This election will be decided by women.  That’s what the experts say, which is why the left-wing and the Obama campaign were so adamant in driving the wedge issues of abortion and contraception to consolidate their support.  During the Democratic National Convention, abortion was front and center.  As I’ve said ad nauseum, it was Abortion Fest 2012.  The only thing missing was an addendum to the party plank calling for birth control pills to be sold next to the Skittles in vending machines.  Regardless, as liberals continue their false narratives against Republicans, namely “the war on women” and “binders full of women,” they’ve seemed to forgotten that they’re not a monolithic voting bloc, as we’re seeing them flee the president.

Women are rising in the workplace and women already dominate many areas of the economy.   They are outperforming men and are increasingly becoming the breadwinners in the American household.  They also earn the majority of college and doctorate degrees.  For women, the world is their oyster.  It’s motivation.  Something that us guys seem to have problems channeling for ourselves (I blame video games!).  However, with women being more on the front lines of the economic decisions for themselves or their families, they no longer factor in the social issues that usually drew them into more liberal political organizations.

As Molly Ball of The Atlantic reported on October 20, “Obama’s edge with women began to melt away [a few weeks ago]. More than any other group, women have accounted for Romney’s surge in the polls, which has now given him a slim lead in the national popular vote and in some calculations of the electoral college. Women, it appeared, were not as firmly ensconced in Obama’s camp as they had seemed. Indeed, they were abandoning the president en masse.”

Her piece, titled Revenge of the Soccer Moms, detailed her travels in a suburb near Dulles Airport in Virginia. Here, Ball had:

…spoken to several…Christian-school moms and found them staunchly pro-life and staunchly Republican. But Eileen and Zebib both said they hadn’t decided who to vote for. Zebib didn’t think Romney’s plans were specific enough. Eileen found Romney’s manner in the debates shamefully disrespectful to the office of the presidency.

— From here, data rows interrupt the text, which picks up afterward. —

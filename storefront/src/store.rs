use crate::json_store::JsonFileOrderStore;
use crate::model::OrderPayload;
use crate::sqlite_store::SqliteOrderStore;
use async_trait::async_trait;
use common::config::{StoreBackend, StoreConfig};
use std::{error::Error, sync::Arc};

/// Persistence seam for submitted orders. Both backends are append-only;
/// no update or delete operations exist.
#[async_trait]
pub trait OrderStore: Send + Sync {
    /// Prepare the backing storage (create the table or seed the file).
    async fn initialize(&self) -> Result<(), Box<dyn Error + Send + Sync>>;

    /// Append one order, returning the store-assigned record id.
    async fn append(&self, order: &OrderPayload) -> Result<i64, Box<dyn Error + Send + Sync>>;
}

async fn try_sqlite(url: &str) -> Result<SqliteOrderStore, Box<dyn Error + Send + Sync>> {
    let store = SqliteOrderStore::new(url).await?;
    store.initialize().await?;
    Ok(store)
}

/// Config-driven store factory, invoked once at process start. The choice is
/// fixed for the process lifetime and never re-evaluated per request.
///
/// When the configured sqlite backend cannot be brought up, the factory logs
/// a warning and falls back to the flat-file store instead of failing the
/// process.
pub async fn create_store(
    config: &StoreConfig,
) -> Result<Arc<dyn OrderStore>, Box<dyn Error + Send + Sync>> {
    match config.backend {
        StoreBackend::Sqlite => match try_sqlite(&config.sqlite_url).await {
            Ok(store) => {
                tracing::info!(url = %config.sqlite_url, "Using sqlite order store");
                Ok(Arc::new(store))
            }
            Err(e) => {
                tracing::warn!(
                    error = %e,
                    "Sqlite order store unavailable, falling back to JSON file store"
                );
                let store = JsonFileOrderStore::new(&config.json_path);
                store.initialize().await?;
                Ok(Arc::new(store))
            }
        },
        StoreBackend::JsonFile => {
            let store = JsonFileOrderStore::new(&config.json_path);
            store.initialize().await?;
            tracing::info!(path = %config.json_path, "Using JSON file order store");
            Ok(Arc::new(store))
        }
    }
}
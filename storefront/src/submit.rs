use crate::model::{Order, OrderPayload, OrderResponse, format_price};
use async_trait::async_trait;
use std::{error::Error, sync::Arc};

/// Transport seam for the order endpoint, mockable in tests.
#[async_trait]
pub trait OrderGateway: Send + Sync {
    async fn post_order(
        &self,
        payload: &OrderPayload,
    ) -> Result<OrderResponse, Box<dyn Error + Send + Sync>>;
}

/// Production gateway: POSTs the order payload as JSON to the configured
/// endpoint.
pub struct HttpOrderGateway {
    client: reqwest::Client,
    endpoint: String,
}

impl HttpOrderGateway {
    pub fn new(endpoint: &str) -> Self {
        Self {
            client: reqwest::Client::new(),
            endpoint: endpoint.to_string(),
        }
    }
}

#[async_trait]
impl OrderGateway for HttpOrderGateway {
    async fn post_order(
        &self,
        payload: &OrderPayload,
    ) -> Result<OrderResponse, Box<dyn Error + Send + Sync>> {
        let response = self.client.post(&self.endpoint).json(payload).send().await?;
        if !response.status().is_success() {
            return Err(format!("order endpoint returned {}", response.status()).into());
        }
        let body = response.json::<OrderResponse>().await?;
        Ok(body)
    }
}

/// A pre-addressed, pre-subjected, pre-bodied email the shopper can send
/// manually when the order endpoint is unreachable.
#[derive(Debug, Clone, PartialEq)]
pub struct EmailDraft {
    pub to: String,
    pub subject: String,
    pub body: String,
}

impl EmailDraft {
    pub fn for_order(owner_email: &str, order: &Order) -> Self {
        let mut body = format!("Order ID: {}\r\n\r\n", order.order_id);
        for item in &order.items {
            body.push_str(&format!("{} - {}\r\n", item.name, format_price(item.price)));
        }
        body.push_str(&format!("\r\nSubtotal: {}\r\n", format_price(order.subtotal)));
        body.push_str("\r\n(Your contact info here)\r\n");

        Self {
            to: owner_email.to_string(),
            subject: format!("Order {}", order.order_id),
            body,
        }
    }

    /// Render as a mailto link the UI can open in the shopper's mail client.
    pub fn mailto_url(&self) -> String {
        format!(
            "mailto:{}?subject={}&body={}",
            self.to,
            encode_component(&self.subject),
            encode_component(&self.body)
        )
    }
}

// Mail clients want %20 rather than '+' for spaces in mailto queries.
fn encode_component(value: &str) -> String {
    url::form_urlencoded::byte_serialize(value.as_bytes())
        .collect::<String>()
        .replace('+', "%20")
}

/// Outcome of a submission attempt. `Fallback` is a valid customer-facing
/// path, not an error state: the order reaches the owner either way.
#[derive(Debug, Clone)]
pub enum SubmissionResult {
    Saved { order_id: String },
    Fallback { draft: EmailDraft },
}

/// Sends a built order to the order endpoint, degrading to an email draft on
/// any failure. A single attempt is made; there is no retry loop.
pub struct SubmissionClient {
    gateway: Arc<dyn OrderGateway>,
    owner_email: String,
}

impl SubmissionClient {
    pub fn new(gateway: Arc<dyn OrderGateway>, owner_email: &str) -> Self {
        Self {
            gateway,
            owner_email: owner_email.to_string(),
        }
    }

    pub async fn submit(&self, order: &Order) -> SubmissionResult {
        match self.gateway.post_order(&order.payload()).await {
            Ok(response) if response.success => {
                tracing::info!(order_id = %order.order_id, "Order saved by endpoint");
                SubmissionResult::Saved {
                    order_id: order.order_id.clone(),
                }
            }
            Ok(response) => {
                tracing::warn!(
                    order_id = %order.order_id,
                    message = %response.message,
                    "Order endpoint rejected order, falling back to email draft"
                );
                self.fallback(order)
            }
            Err(e) => {
                tracing::warn!(
                    order_id = %order.order_id,
                    error = %e,
                    "Order submission failed, falling back to email draft"
                );
                self.fallback(order)
            }
        }
    }

    fn fallback(&self, order: &Order) -> SubmissionResult {
        SubmissionResult::Fallback {
            draft: EmailDraft::for_order(&self.owner_email, order),
        }
    }
}
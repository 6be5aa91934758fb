use std::fmt::Display;

use console::{Style, StyledObject};

/// Terminal style for a node status class, in step with the SVG stylesheet.
///
/// Only the first classifier counts, so `"running warn"` styles like `"running"`.
pub fn status_style(class: &str) -> Style {
    match class.split_whitespace().next().unwrap_or_default() {
        "running" => Style::new().yellow().bright(),
        "success" => Style::new().green().bright(),
        "failure" => Style::new().red().bright(),
        _ => Style::new().dim(),
    }
}

fn paint(style: Style, text: impl Display) -> StyledObject<String> {
    style.apply_to(text.to_string())
}

pub fn bright_yellow(text: impl Display) -> StyledObject<String> {
    paint(status_style("running"), text)
}

pub fn bright_green(text: impl Display) -> StyledObject<String> {
    paint(status_style("success"), text)
}

pub fn bright_red(text: impl Display) -> StyledObject<String> {
    paint(status_style("failure"), text)
}

pub fn dim(text: impl Display) -> StyledObject<String> {
    paint(status_style("stopped"), text)
}

pub fn cyan(text: impl Display) -> StyledObject<String> {
    paint(Style::new().cyan(), text)
}

pub fn bright(text: impl Display) -> StyledObject<String> {
    paint(Style::new().bright(), text)
}

pub fn magenta_bold(text: impl Display) -> StyledObject<String> {
    paint(Style::new().magenta().bold(), text)
}

#[cfg(test)]
mod tests {
    use super::*;

    fn forced(class: &str) -> String {
        status_style(class)
            .force_styling(true)
            .apply_to("x")
            .to_string()
    }

    #[test]
    fn test_emphasis_class_does_not_change_style() {
        assert_eq!(forced("running warn"), forced("running"));
    }

    #[test]
    fn test_statuses_are_distinct() {
        assert_ne!(forced("running"), forced("success"));
        assert_ne!(forced("success"), forced("failure"));
        assert_ne!(forced("failure"), forced("stopped"));
    }

    #[test]
    fn test_unknown_status_is_dimmed() {
        assert_eq!(forced("aborted"), forced("stopped"));
        assert_eq!(forced(""), forced("stopped"));
    }
}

Eileen was strongly antiwar; Zebib was intrigued by the ideas of Rep. Ron Paul.

Unlike their more conservative cohorts, these women agreed that abortion is not any of the federal government’s business. But they also didn’t believe abortion rights were on the line in the coming election. “It has never changed,” Zebib said. “We’ve had pro-life presidents many times, and it didn’t change. It’s a bumper sticker. They try to divert our attention.”

Eileen touched her friend’s arm. “Most women I know, whether they’re for Obama or Romney, they feel the same thing,” she said. “It’s a distraction. That whole Gloria Steinem thing is old.”

Lots of fluidity there.

Furthermore, “Romney’s ‘binders full of women’ line, an awkward phrasing that inspired reams of mockery on the Internet, wasn’t changing any minds among the women I spoke to,” according to Ball.  She noted how “Democratic partisans saw it as more evidence Romney was out of touch; Republican partisans saw it as of a piece with his business background. ‘Anyone who’s ever been a professional, ever, knows that’s how you get resumes: in a binder,’ 43-year-old Republican stay-at-home mother Michele Moss said, rolling her eyes. Only someone who’d never been in the business world — like Obama — would fail to understand that.”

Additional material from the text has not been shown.